One who is in love flies, runs, and rejoices; he is free, not bound. He gives all for all and possesses all in all, because he rests in the one sovereign Good, Who is above all things, and from Whom every good flows and proceeds. He does not look to the gift but turns himself above all gifts to the Giver.

Love often knows no limits but overflows all bounds. Love feels no burden, thinks nothing of troubles, attempts more than it is able, and does not plead impossibility, because it believes that it may and can do all things. For this reason, it is able to do all, performing and effecting much where he who does not love fails and falls.”

Thomas à Kempis in “The Wonderful Effect of Divine Love” chapter 5 of The Imitation of Christ.

The Imitation of Christ is another one from the list in 25 Books Every Christian Should Read: A Guide to the Essential Spiritual Classics. Today Thomas proclaims the good news of the Love of Jesus which “spurs to great deeds and excites longing for that which is more perfect.”

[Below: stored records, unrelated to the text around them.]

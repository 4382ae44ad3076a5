// src/noyau/construction.rs
//
// Shunting-yard -> arbre (directement, sans passer par une RPN texte)
// Deux piles explicites :
// - pile des valeurs     : noeuds déjà construits (+ leur hauteur)
// - pile des opérateurs  : jetons opérateurs et '('
//
// Règles:
// - Num        : on empile une feuille
// - '('        : sur la pile des opérateurs
// - ')'        : on réduit jusqu’à '(' puis on la jette
// - opérateur  : on réduit tant que le sommet lie plus fort
//                (précédence > , ou == et opérateur courant associatif à gauche)
// - fin        : on réduit tout ce qui reste
//
// “Réduire” = dépiler un opérateur + ses opérandes, construire le noeud, le rempiler.

use super::arbre::{Associativity, Node, OperatorKind};
use super::erreurs::CalcError;
use super::jetons::Tok;
use super::limites::Limites;

/// Opérateur porté par un jeton. Erreur si le jeton n’est pas un opérateur
/// (seul un défaut du constructeur peut y mener).
fn operateur(tok: &Tok) -> Result<OperatorKind, CalcError> {
    match tok {
        Tok::Plus => Ok(OperatorKind::Add),
        Tok::Minus => Ok(OperatorKind::Sub),
        Tok::Star => Ok(OperatorKind::Mul),
        Tok::Slash => Ok(OperatorKind::Div),
        Tok::Caret => Ok(OperatorKind::Pow),
        Tok::UnaryMinus => Ok(OperatorKind::Neg),
        Tok::Num(_) | Tok::LPar | Tok::RPar => {
            Err(CalcError::UnknownOperator(format!("{tok:?}")))
        }
    }
}

struct Piles {
    valeurs: Vec<(Node, usize)>,
    ops: Vec<Tok>,
    limite: usize,
}

impl Piles {
    fn empile_valeur(&mut self, node: Node, hauteur: usize) -> Result<(), CalcError> {
        if hauteur > self.limite {
            return Err(CalcError::NestingTooDeep { limit: self.limite });
        }
        self.valeurs.push((node, hauteur));
        Ok(())
    }

    /// Dépile un opérateur et l’applique à la pile des valeurs.
    fn reduit(&mut self) -> Result<(), CalcError> {
        let Some(tok) = self.ops.pop() else {
            return Ok(());
        };

        if matches!(tok, Tok::LPar) {
            return Err(CalcError::UnmatchedParenthesis);
        }

        let op = operateur(&tok)?;

        if op.is_unary() {
            let (operand, h) = self
                .valeurs
                .pop()
                .ok_or(CalcError::InsufficientOperands { op: op.symbol() })?;
            log::trace!("réduction {op:?} (unaire)");
            return self.empile_valeur(Node::neg(operand), h + 1);
        }

        let manque = CalcError::InsufficientOperands { op: op.symbol() };
        if self.valeurs.len() < 2 {
            return Err(manque);
        }
        // premier dépilé = enfant droit
        let (right, hd) = self.valeurs.pop().ok_or_else(|| manque.clone())?;
        let (left, hg) = self.valeurs.pop().ok_or(manque)?;

        log::trace!("réduction {op:?} (binaire)");
        self.empile_valeur(Node::binary(op, left, right), hg.max(hd) + 1)
    }

    /// Le sommet de pile doit-il être réduit avant d’empiler `op` ?
    fn sommet_lie_plus_fort(&self, op: OperatorKind) -> Result<bool, CalcError> {
        let Some(top) = self.ops.last() else {
            return Ok(false);
        };
        if matches!(top, Tok::LPar) {
            return Ok(false);
        }

        let p_top = operateur(top)?.precedence();
        let p_op = op.precedence();

        Ok(p_top > p_op || (p_top == p_op && op.associativity() == Associativity::Left))
    }
}

/// Construit l’arbre avec les limites par défaut.
/// `Ok(None)` : aucun jeton (arbre “vide”).
pub fn build_tree(tokens: &[Tok]) -> Result<Option<Node>, CalcError> {
    build_tree_with(tokens, &Limites::default())
}

/// Construit l’arbre ; la hauteur de chaque noeud est bornée par `limites`.
pub fn build_tree_with(tokens: &[Tok], limites: &Limites) -> Result<Option<Node>, CalcError> {
    if tokens.is_empty() {
        return Ok(None);
    }

    let mut piles = Piles {
        valeurs: Vec::new(),
        ops: Vec::new(),
        limite: limites.profondeur_max,
    };

    for tok in tokens {
        match tok {
            Tok::Num(n) => piles.empile_valeur(Node::Number(n.clone()), 1)?,

            Tok::LPar => piles.ops.push(Tok::LPar),

            Tok::RPar => loop {
                match piles.ops.last() {
                    Some(Tok::LPar) => {
                        piles.ops.pop();
                        break;
                    }
                    Some(_) => piles.reduit()?,
                    None => return Err(CalcError::UnmatchedParenthesis),
                }
            },

            _ => {
                let op = operateur(tok)?;
                while piles.sommet_lie_plus_fort(op)? {
                    piles.reduit()?;
                }
                piles.ops.push(tok.clone());
            }
        }
    }

    while !piles.ops.is_empty() {
        piles.reduit()?;
    }

    match piles.valeurs.len() {
        0 => Ok(None),
        1 => Ok(piles.valeurs.pop().map(|(n, _)| n)),
        n => Err(CalcError::DanglingOperands(n)),
    }
}

#[cfg(test)]
mod tests {
    use super::*;
    use crate::noyau::jetons::tokenize;
    use pretty_assertions::assert_eq;

    use OperatorKind::*;

    fn arbre(s: &str) -> Node {
        build_tree(&tokenize(s))
            .unwrap_or_else(|e| panic!("build_tree({s:?}) erreur: {e}"))
            .unwrap_or_else(|| panic!("build_tree({s:?}) vide"))
    }

    fn n(v: i64) -> Node {
        Node::number(v)
    }

    #[test]
    fn precedence() {
        assert_eq!(arbre("2+3*4"), Node::binary(Add, n(2), Node::binary(Mul, n(3), n(4))));
    }

    #[test]
    fn associativite_gauche() {
        assert_eq!(arbre("8-3-2"), Node::binary(Sub, Node::binary(Sub, n(8), n(3)), n(2)));
        assert_eq!(arbre("8/4/2"), Node::binary(Div, Node::binary(Div, n(8), n(4)), n(2)));
    }

    #[test]
    fn associativite_droite_puissance() {
        assert_eq!(arbre("2^3^2"), Node::binary(Pow, n(2), Node::binary(Pow, n(3), n(2))));
    }

    #[test]
    fn parentheses() {
        assert_eq!(arbre("(2+3)*4"), Node::binary(Mul, Node::binary(Add, n(2), n(3)), n(4)));
        assert_eq!(arbre("((7))"), n(7));
    }

    #[test]
    fn moins_unaire() {
        assert_eq!(arbre("-2+3"), Node::binary(Add, Node::neg(n(2)), n(3)));
        assert_eq!(arbre("3*-2"), Node::binary(Mul, n(3), Node::neg(n(2))));
        assert_eq!(arbre("-(2+3)"), Node::neg(Node::binary(Add, n(2), n(3))));
        // le moins unaire lie plus fort que ^
        assert_eq!(arbre("-2^2"), Node::binary(Pow, Node::neg(n(2)), n(2)));
        assert_eq!(arbre("2^-3"), Node::binary(Pow, n(2), Node::neg(n(3))));
    }

    #[test]
    fn moins_unaires_enchaines() {
        assert_eq!(arbre("--3"), Node::neg(Node::neg(n(3))));
        assert_eq!(arbre("2---3"), Node::binary(Sub, n(2), Node::neg(Node::neg(n(3)))));
    }

    #[test]
    fn vide() {
        assert_eq!(build_tree(&[]), Ok(None));
    }

    #[test]
    fn jetons_incoherents() {
        assert_eq!(
            build_tree(&tokenize("2+")),
            Err(CalcError::InsufficientOperands { op: '+' })
        );
        assert_eq!(
            build_tree(&[Tok::UnaryMinus]),
            Err(CalcError::InsufficientOperands { op: '-' })
        );
        assert_eq!(build_tree(&tokenize("(2+3")), Err(CalcError::UnmatchedParenthesis));
        assert_eq!(build_tree(&tokenize("2+3)")), Err(CalcError::UnmatchedParenthesis));
        // les espaces sont ignorés : "2 3" donne Num(23), d’où des jetons explicites
        assert_eq!(
            build_tree(&[Tok::Num(2.into()), Tok::Num(3.into())]),
            Err(CalcError::DanglingOperands(2))
        );
        assert_eq!(build_tree(&tokenize("2 3")), Ok(Some(n(23))));
    }

    #[test]
    fn limite_de_profondeur() {
        let limites = Limites::avec_profondeur(3);
        assert!(build_tree_with(&tokenize("1+2*3"), &limites).is_ok());
        assert_eq!(
            build_tree_with(&tokenize("1+2*3^4"), &limites),
            Err(CalcError::NestingTooDeep { limit: 3 })
        );

        let profond = format!("{}1{}", "(1+".repeat(300), ")".repeat(300));
        assert_eq!(
            build_tree(&tokenize(&profond)),
            Err(CalcError::NestingTooDeep { limit: 200 })
        );
    }
}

If you want to grow in generosity this Christmas season, focus on the love of God. Love came down that first Christmas! Love did not send help. He came. He is the source of all that is good and the only thing that can free you from worldly affections which seek to captivate our hearts.

When Love consumes us, we can live, give, and serve generously because we know we have everything we need from the one from Whom all good flows. I pray you have a blessed Christmas focusing on the love of God. Nothing is sweeter. Nothing is better. It’s the best Christmas gift.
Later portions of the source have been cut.